Francesco Tristano 
                Schlimé and the New Bach Players 
                – all young to judge from the concert 
                photographs and dressed in fashionable 
                black outfits – have a great deal of 
                stamina and concentration. They presented 
                their all-Bach Concertos programme a 
                few times and this one was recorded 
                in the Arsenal in Metz,. The band is 
                international (from the USA to Australia 
                to Uzbekistan and stops in between), 
                the soloist-director is from Luxembourg, 
                the record label is Polish and the booklet 
                notes are trilingual (English, French, 
                Polish). 
              
 
              
The seven keyboard 
                concertos concert was a Gouldian one 
                according to the notes – one that surely 
                reflects the obsessively Bachian aspect 
                rather than any particular similarities 
                between the playing.
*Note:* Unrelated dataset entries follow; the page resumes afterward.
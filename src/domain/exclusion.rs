// ==========================================
// 前一日上架盘点表生成器 - 差异储位排除集
// ==========================================
// 职责: 差异明细表衍生的储位排除集合
// 约定: 恒存在,可为空;为空时所有判定为恒假
// ==========================================

use std::collections::HashSet;

/// 储位排除集
///
/// 来源于可选的差异明细表。未上传差异明细表时为空集，
/// 引用它的判定自然退化为 no-op，清洗与抽样只走一条代码路径。
#[derive(Debug, Clone, Default, PartialEq, Eq)]
pub struct ExclusionSet {
    codes: HashSet<String>,
}

impl ExclusionSet {
    /// 空排除集（未上传差异明细表的运行模式）
    pub fn empty() -> Self {
        Self::default()
    }

    /// 从储位编码集合构建排除集
    ///
    /// TRIM 后为空的值被丢弃，重复值自动去重。
    pub fn from_codes<I>(codes: I) -> Self
    where
        I: IntoIterator<Item = String>,
    {
        let codes = codes
            .into_iter()
            .map(|c| c.trim().to_string())
            .filter(|c| !c.is_empty())
            .collect();

        Self { codes }
    }

    /// 判断储位编码是否被排除（空集恒为 false）
    pub fn contains(&self, location_code: &str) -> bool {
        self.codes.contains(location_code.trim())
    }

    pub fn is_empty(&self) -> bool {
        self.codes.is_empty()
    }

    pub fn len(&self) -> usize {
        self.codes.len()
    }
}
Schlimé 
                has referred to his great admiration 
                for the Canadian pianist and the notes 
                rather ominously relate that he has 
                been "compared as a spiritual heir." 
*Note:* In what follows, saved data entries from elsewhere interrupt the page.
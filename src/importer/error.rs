// ==========================================
// 前一日上架盘点表生成器 - 导入模块错误类型
// ==========================================
// 工具: thiserror 派生宏
// ==========================================

use thiserror::Error;

/// 导入模块错误类型
#[derive(Error, Debug)]
pub enum ImportError {
    // ===== 文件相关错误 =====
    #[error("文件不存在: {0}")]
    FileNotFound(String),

    #[error("文件格式不支持: {0}（仅支持 .xlsx/.xls/.csv）")]
    UnsupportedFormat(String),

    #[error("文件读取失败: {0}")]
    FileReadError(String),

    #[error("Excel 解析失败: {0}")]
    ExcelParseError(String),

    #[error("CSV 解析失败: {0}")]
    CsvParseError(String),

    // ===== 差异明细表配置错误 =====
    #[error("差异明细表中未找到包含储位/库位的列，现有列: {columns:?}")]
    DiffLocationColumnNotFound { columns: Vec<String> },

    // ===== 通用错误 =====
    #[error(transparent)]
    Other(#[from] anyhow::Error),
}

// 实现 From<std::io::Error>
impl From<std::io::Error> for ImportError {
    fn from(err: std::io::Error) -> Self {
        ImportError::FileReadError(err.to_string())
    }
}

// 实现 From<csv::Error>
impl From<csv::Error> for ImportError {
    fn from(err: csv::Error) -> Self {
        ImportError::CsvParseError(err.to_string())
    }
}

// 实现 From<calamine::Error>
impl From<calamine::Error> for ImportError {
    fn from(err: calamine::Error) -> Self {
        ImportError::ExcelParseError(err.to_string())
    }
}

/// Result 类型别名
pub type ImportResult<T> = Result<T, ImportError>;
                Let’s hope not – Schlimé is only 
                twenty-three and the idea is unhelpful 
                to him, burdensome and inappropriate. 
              
 
              
The New Bach Players 
                number sixteen - including the flutes 
                for BWV 1057 – otherwise they’re constituted 
                8-3-2-1. They play modern instruments 
                but with awareness of baroque practice 
                and what is referred to as an infusion 
                of jazz spirit. I’m not quite sure about 
                this – it may as well refer to some 
                of Schlimé’s passagework that 
                has a rippling momentum and a rhythmic 
                particularity that sometimes startle. 
                The D minor Concerto takes a bit of 
                time to get going and the slow movement 
                has a filliping rather naughtily phrased 
                wit, and the finale sports a huge rallentando 
                in the very difficult cadenza – very 
                difficult to judge this properly – which 
                tends to derail momentum; in his commercial 
                recording Gould was never this dramatic, 
                and I must say I find it youthfully 
                unconvincing. The First Concerto is 
                of a piece with the remainder of the 
                works – some rather rhetorical phrasing, 
                somewhat noncommittal and aloof slow 
                movements (forget Edwin Fischer’s nobility), 
                very aggressive pizzicati in the Largo 
                of the F minor – little inwardness here 
                or singing tone – and in fact not much 
                of Gould’s grandeur (for all his staccatissimo 
                phrasing and the obvious differences, 
                Gould aligned himself more than one 
                might imagine to Fischer’s sense of 
                the grand in these work). I felt consistently 
                throughout that the slow movements were 
                harried. 
              
 
              
The piano is balanced 
                slightly too forward in the sound spectrum. 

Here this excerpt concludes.